Which lines in the records below contain the word "MySqlPool"? Report each of them.
--- Exercise data Enclosed Below ---
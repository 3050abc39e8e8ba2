//! # Infrastructure Layer
//!
//! This crate implements the infrastructure layer for the Habitline server.
//! It provides concrete implementations of the core repository traits and
//! of the credential hashing used by registration and login.
//!
//! ## Architecture
//!
//! The infrastructure layer contains:
//! - **Database**: MySQL connection pool, schema bootstrap and repositories using SQLx
//! - **Security**: bcrypt password hashing

use hl_core::errors::DomainError;

/// Database module - MySQL implementations using SQLx
pub mod database;

/// Security module - Credential hashing
pub mod security;

pub use database::{DatabasePool, MySqlIdentityRepository, MySqlRefreshLedger};
pub use security::PasswordHasher;

/// Infrastructure-specific error types
#[derive(Debug, thiserror::Error)]
pub enum InfrastructureError {
    /// Database connection error
    #[error("Database error: {0}")]
    Database(#[from] sqlx::Error),

    /// Password hashing error
    #[error("Password hashing error: {0}")]
    PasswordHash(#[from] bcrypt::BcryptError),

    /// Configuration error
    #[error("Configuration error: {0}")]
    Config(String),

    /// General infrastructure error
    #[error("Infrastructure error: {0}")]
    General(String),
}

impl From<InfrastructureError> for DomainError {
    fn from(err: InfrastructureError) -> Self {
        match err {
            InfrastructureError::Database(e) => DomainError::Storage {
                message: e.to_string(),
            },
            other => DomainError::Internal {
                message: other.to_string(),
            },
        }
    }
}
//! MySQL implementation of the RefreshLedger trait.
//!
//! Rows live in `refresh_tokens`, keyed by a unique `jti`. Revocation is a
//! conditional `UPDATE ... WHERE is_revoked = FALSE` whose affected-row count
//! tells the caller whether it won.

use async_trait::async_trait;
use chrono::{DateTime, Utc};
use sqlx::mysql::MySqlRow;
use sqlx::{MySqlConnection, MySqlPool, Row};

use hl_core::domain::entities::token::{NewLedgerEntry, RefreshLedgerEntry};
use hl_core::errors::{DomainError, TokenError};
use hl_core::repositories::RefreshLedger;

use super::{map_insert_error, storage_error};

const SELECT_COLUMNS: &str = r#"
    SELECT id, user_id, jti, token_hash, user_agent, ip_addr,
           expires_at, is_revoked, replaced_by, created_at
    FROM refresh_tokens
"#;

/// MySQL implementation of RefreshLedger
pub struct MySqlRefreshLedger {
    /// Database connection pool
    pool: MySqlPool,
}

impl MySqlRefreshLedger {
    /// Create a new MySQL refresh ledger
    pub fn new(pool: MySqlPool) -> Self {
        Self { pool }
    }

    /// Convert database row to RefreshLedgerEntry
    fn row_to_entry(row: &MySqlRow) -> Result<RefreshLedgerEntry, DomainError> {
        let column = |name: &str, e: sqlx::Error| DomainError::Storage {
            message: format!("Failed to get {}: {}", name, e),
        };

        Ok(RefreshLedgerEntry {
            id: row.try_get("id").map_err(|e| column("id", e))?,
            user_id: row.try_get("user_id").map_err(|e| column("user_id", e))?,
            jti: row.try_get("jti").map_err(|e| column("jti", e))?,
            token_hash: row.try_get("token_hash").map_err(|e| column("token_hash", e))?,
            user_agent: row.try_get("user_agent").map_err(|e| column("user_agent", e))?,
            ip_addr: row.try_get("ip_addr").map_err(|e| column("ip_addr", e))?,
            expires_at: row
                .try_get::<DateTime<Utc>, _>("expires_at")
                .map_err(|e| column("expires_at", e))?,
            is_revoked: row.try_get("is_revoked").map_err(|e| column("is_revoked", e))?,
            replaced_by: row.try_get("replaced_by").map_err(|e| column("replaced_by", e))?,
            created_at: row
                .try_get::<DateTime<Utc>, _>("created_at")
                .map_err(|e| column("created_at", e))?,
        })
    }

    /// Insert a row and read it back on the same connection
    async fn insert_on(
        conn: &mut MySqlConnection,
        entry: &NewLedgerEntry,
    ) -> Result<RefreshLedgerEntry, DomainError> {
        let query = r#"
            INSERT INTO refresh_tokens (
                user_id, jti, token_hash, user_agent, ip_addr, expires_at, is_revoked
            ) VALUES (?, ?, ?, ?, ?, ?, FALSE)
        "#;

        let result = sqlx::query(query)
            .bind(&entry.user_id)
            .bind(&entry.jti)
            .bind(&entry.token_hash)
            .bind(&entry.user_agent)
            .bind(&entry.ip_addr)
            .bind(entry.expires_at)
            .execute(&mut *conn)
            .await
            .map_err(|e| map_insert_error(format!("refresh token {}", entry.jti), e))?;

        let id = result.last_insert_id() as i64;
        let row = sqlx::query(&format!("{} WHERE id = ?", SELECT_COLUMNS))
            .bind(id)
            .fetch_one(&mut *conn)
            .await
            .map_err(|e| storage_error("read back refresh token", e))?;

        Self::row_to_entry(&row)
    }

    async fn revoke_and_link_on(
        conn: &mut MySqlConnection,
        jti: &str,
        successor_jti: &str,
    ) -> Result<bool, DomainError> {
        let query = r#"
            UPDATE refresh_tokens
            SET is_revoked = TRUE, replaced_by = ?
            WHERE jti = ? AND is_revoked = FALSE
        "#;

        let result = sqlx::query(query)
            .bind(successor_jti)
            .bind(jti)
            .execute(&mut *conn)
            .await
            .map_err(|e| storage_error("revoke refresh token", e))?;

        Ok(result.rows_affected() > 0)
    }
}

#[async_trait]
impl RefreshLedger for MySqlRefreshLedger {
    async fn insert(&self, entry: NewLedgerEntry) -> Result<RefreshLedgerEntry, DomainError> {
        let mut conn = self
            .pool
            .acquire()
            .await
            .map_err(|e| storage_error("acquire connection", e))?;

        Self::insert_on(&mut conn, &entry).await
    }

    async fn find_by_jti_and_user(
        &self,
        jti: &str,
        user_id: &str,
    ) -> Result<Option<RefreshLedgerEntry>, DomainError> {
        let query = format!("{} WHERE jti = ? AND user_id = ? LIMIT 1", SELECT_COLUMNS);

        let result = sqlx::query(&query)
            .bind(jti)
            .bind(user_id)
            .fetch_optional(&self.pool)
            .await
            .map_err(|e| storage_error("find refresh token", e))?;

        match result {
            Some(row) => Ok(Some(Self::row_to_entry(&row)?)),
            None => Ok(None),
        }
    }

    async fn revoke_and_link(&self, jti: &str, successor_jti: &str) -> Result<bool, DomainError> {
        let mut conn = self
            .pool
            .acquire()
            .await
            .map_err(|e| storage_error("acquire connection", e))?;

        Self::revoke_and_link_on(&mut conn, jti, successor_jti).await
    }

    /// Revoke-and-link and the successor insert commit together or not at all
    async fn rotate(
        &self,
        old_jti: &str,
        successor: NewLedgerEntry,
    ) -> Result<RefreshLedgerEntry, DomainError> {
        let mut tx = self
            .pool
            .begin()
            .await
            .map_err(|e| storage_error("begin transaction", e))?;

        if !Self::revoke_and_link_on(&mut tx, old_jti, &successor.jti).await? {
            tx.rollback()
                .await
                .map_err(|e| storage_error("roll back rotation", e))?;
            return Err(TokenError::Revoked.into());
        }

        // Dropping `tx` on error rolls the revocation back
        let entry = Self::insert_on(&mut tx, &successor).await?;

        tx.commit()
            .await
            .map_err(|e| storage_error("commit rotation", e))?;

        Ok(entry)
    }

    async fn revoke(&self, jti: &str, user_id: &str) -> Result<bool, DomainError> {
        let query = r#"
            UPDATE refresh_tokens
            SET is_revoked = TRUE
            WHERE jti = ? AND user_id = ? AND is_revoked = FALSE
        "#;

        let result = sqlx::query(query)
            .bind(jti)
            .bind(user_id)
            .execute(&self.pool)
            .await
            .map_err(|e| storage_error("revoke refresh token", e))?;

        Ok(result.rows_affected() > 0)
    }

    async fn revoke_all_for_user(&self, user_id: &str) -> Result<u64, DomainError> {
        let query = r#"
            UPDATE refresh_tokens
            SET is_revoked = TRUE
            WHERE user_id = ? AND is_revoked = FALSE
        "#;

        let result = sqlx::query(query)
            .bind(user_id)
            .execute(&self.pool)
            .await
            .map_err(|e| storage_error("revoke user refresh tokens", e))?;

        Ok(result.rows_affected())
    }
}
--- End of Enclosed Exercise data ---
> **Finished exercise**:
use sqlx::{MySqlConnection, MySqlPool, Row};
    pool: MySqlPool,
    pub fn new(pool: MySqlPool) -> Self {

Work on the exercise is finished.